Liz said nothing. She was strong. But I’m not, at least not as strong as her because I didn’t believe his apology because he’d spent every meeting, including this one, salivating over Liz’s tits. “Fuck you and fuck your apology,” I said to him even though I knew it wasn’t his fault.
Everyone has a tragedy, but that doesn’t make your less tragic, it just makes you more human.
“Please get out. Get out right now,” the woman said.
“What are those for?"
“You don’t understand. She is sick. She’ll hurt me if I don’t defend myself.”
“Bullshit.”
I reached for my phone.
“What are you doing?”
“Calling the police.”
“No. You can’t. She needs me.”
She walked toward me. She had something in her hand but I was too focused on dialing as fast as I could.
The limping woman walked faster. I put the phone to my ear but by the time I heard a dial tone pain exploded in my abdomen.
I hung up the phone and pressed my hand to my shirt. A pool of blood widened just below my ribs. The limping woman was staring at me, and that’s when I realized I totally missed it.
She stabbed me again.
I dropped the phone and fell to floor. I watched her pick up my phone, stare at the home screen, and smile.
“Cute,” she said.
She was looking at a picture of me and Liz holding the sonogram at our baby shower.
I wanted her to die just for saying that.
I said nothing, and a few moments later she bent down and stroked my hair. Then she shoved the blade in my abdomen again. "You didn't need to come here tonight," she said.
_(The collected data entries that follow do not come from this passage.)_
//! Typed coercion of numeric columns.
//!
//! Values are rendered as text, trimmed and parsed. A row whose value does not
//! parse is removed from the table and recorded in the [`CoercionReport`];
//! it is never kept as a null.

use polars::prelude::{Column, DataFrame};
use tracing::debug;

use nfse_model::{CoercionMode, CoercionReport, DroppedRow, SourceRole};

use crate::data_utils::{column_strings, filter_rows, parse_f64, parse_i64, require_column};
use crate::error::{Result, TransformError};

/// Coerce `columns` of `df`, in order, to `mode`.
///
/// Rows are dropped column by column. `DroppedRow::row` is the row position in
/// `df` as passed in, whichever column caused the drop.
pub fn coerce_columns(
    df: &DataFrame,
    columns: &[&str],
    mode: CoercionMode,
    table: SourceRole,
) -> Result<(DataFrame, CoercionReport)> {
    if columns.is_empty() {
        return Err(TransformError::EmptyColumnList);
    }
    for column in columns {
        require_column(df, table, column)?;
    }

    let mut current = df.clone();
    let mut positions: Vec<usize> = (0..df.height()).collect();
    let mut report = CoercionReport::default();

    for &column in columns {
        let raw = column_strings(&current, column)?;
        let mut keep = Vec::with_capacity(raw.len());
        let mut ints = Vec::new();
        let mut floats = Vec::new();
        for (idx, value) in raw.iter().enumerate() {
            let accepted = match mode {
                CoercionMode::Integer => parse_i64(value).map(|v| ints.push(v)).is_some(),
                CoercionMode::Float => parse_f64(&value.replace(',', "."))
                    .map(|v| floats.push(v))
                    .is_some(),
            };
            if !accepted {
                report.dropped.push(DroppedRow {
                    row: positions[idx],
                    column: column.to_string(),
                    mode,
                    value: value.clone(),
                });
            }
            keep.push(accepted);
        }

        let dropped = keep.iter().filter(|kept| !**kept).count();
        if dropped > 0 {
            current = filter_rows(&current, &keep)?;
            positions = positions
                .into_iter()
                .zip(&keep)
                .filter_map(|(position, kept)| kept.then_some(position))
                .collect();
        }
        let typed = match mode {
            CoercionMode::Integer => Column::new(column.into(), ints),
            CoercionMode::Float => Column::new(column.into(), floats),
        };
        current.with_column(typed)?;
        debug!(
            table = %table,
            column,
            mode = %mode,
            input_rows = raw.len(),
            dropped_rows = dropped,
            "column coerced"
        );
    }

    Ok((current, report))
}

#[cfg(test)]
mod tests {
    use super::*;
    use crate::data_utils::column_names;

    fn ledger() -> DataFrame {
        DataFrame::new(vec![
            Column::new("invoice_number".into(), vec!["101", " 102 ", "abc", "104", "12.0"]),
            Column::new("amount".into(), vec!["1234,56", "10", "5", "", "7,5"]),
        ])
        .unwrap()
    }

    #[test]
    fn integer_mode_drops_unparseable_rows() {
        let (out, report) =
            coerce_columns(&ledger(), &["invoice_number"], CoercionMode::Integer, SourceRole::Ledger)
                .unwrap();
        let values: Vec<Option<i64>> = out
            .column("invoice_number")
            .unwrap()
            .i64()
            .unwrap()
            .into_iter()
            .collect();
        assert_eq!(values, vec![Some(101), Some(102), Some(104), Some(12)]);
        assert_eq!(report.dropped_count(), 1);
        assert_eq!(report.dropped[0].row, 2);
        assert_eq!(report.dropped[0].value, "abc");
    }

    #[test]
    fn float_mode_accepts_decimal_comma() {
        let (out, report) =
            coerce_columns(&ledger(), &["amount"], CoercionMode::Float, SourceRole::Ledger)
                .unwrap();
        let values: Vec<Option<f64>> = out
            .column("amount")
            .unwrap()
            .f64()
            .unwrap()
            .into_iter()
            .collect();
        assert_eq!(values, vec![Some(1234.56), Some(10.0), Some(5.0), Some(7.5)]);
        assert_eq!(report.dropped[0].row, 3);
    }

    #[test]
    fn positions_refer_to_input_rows_across_columns() {
        let (out, report) = coerce_columns(
            &ledger(),
            &["invoice_number", "amount"],
            CoercionMode::Float,
            SourceRole::Ledger,
        )
        .unwrap();
        // "abc" is row 2; the empty amount is row 3 of the input, not of the
        // table left after the first column.
        let rows: Vec<usize> = report.dropped.iter().map(|row| row.row).collect();
        assert_eq!(rows, vec![2, 3]);
        assert_eq!(out.height(), 3);
        assert_eq!(column_names(&out), vec!["invoice_number", "amount"]);
    }

    #[test]
    fn fractional_and_non_finite_values_are_rejected() {
        let df = DataFrame::new(vec![Column::new(
            "n".into(),
            vec!["12.5", "inf", "NaN", "-3"],
        )])
        .unwrap();
        let (out, report) =
            coerce_columns(&df, &["n"], CoercionMode::Integer, SourceRole::Authority).unwrap();
        assert_eq!(out.height(), 1);
        assert_eq!(report.dropped_count(), 3);

        let (out, report) =
            coerce_columns(&df, &["n"], CoercionMode::Float, SourceRole::Authority).unwrap();
        assert_eq!(out.height(), 2);
        assert_eq!(report.dropped_count(), 2);
    }

    #[test]
    fn null_values_are_dropped() {
        let df = DataFrame::new(vec![Column::new("n".into(), vec![Some("1"), None])]).unwrap();
        let (out, report) =
            coerce_columns(&df, &["n"], CoercionMode::Integer, SourceRole::Ledger).unwrap();
        assert_eq!(out.height(), 1);
        assert_eq!(report.dropped[0].value, "");
    }

    #[test]
    fn empty_column_list_is_rejected() {
        let err = coerce_columns(&ledger(), &[], CoercionMode::Float, SourceRole::Ledger)
            .unwrap_err();
        assert!(matches!(err, TransformError::EmptyColumnList));
    }

    #[test]
    fn missing_column_is_schema_error() {
        let err = coerce_columns(&ledger(), &["valor"], CoercionMode::Float, SourceRole::Ledger)
            .unwrap_err();
        assert!(matches!(err, TransformError::MissingColumn { .. }));
    }
}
The smell of blood brought my back to the delivery room. When they pulled her out my wife her body was limb and she wasn’t crying. Liz didn’t want to hold her so I didn’t either, but for a brief moment, as my baby was passed around like a petri dish one of her eyes seemed to open. I saw green eyes. I saw love reflecting back at me. I saw the purest form of beauty there is in a world rotting away in hate.
She looked at me. I know she did.
I grabbed the limping woman while the blade was still inside me. I pulled the blade out and sliced at her ankles ‘till she fell to the ground.
I crawled on top of her. Angled the knife toward her heart because I thought somehow if I cut it out of her and ate it that would bring my daughter back into this world. Might reverse the clocks so that I didn’t leave that hospital room that night and get so drunk that I’d get back in the car and kill somebody on I-76 trying to get home. That I wouldn't have to look at Liz as see nothing but sadness and disappointment when I was supposed to serve her and my family and bring us joy.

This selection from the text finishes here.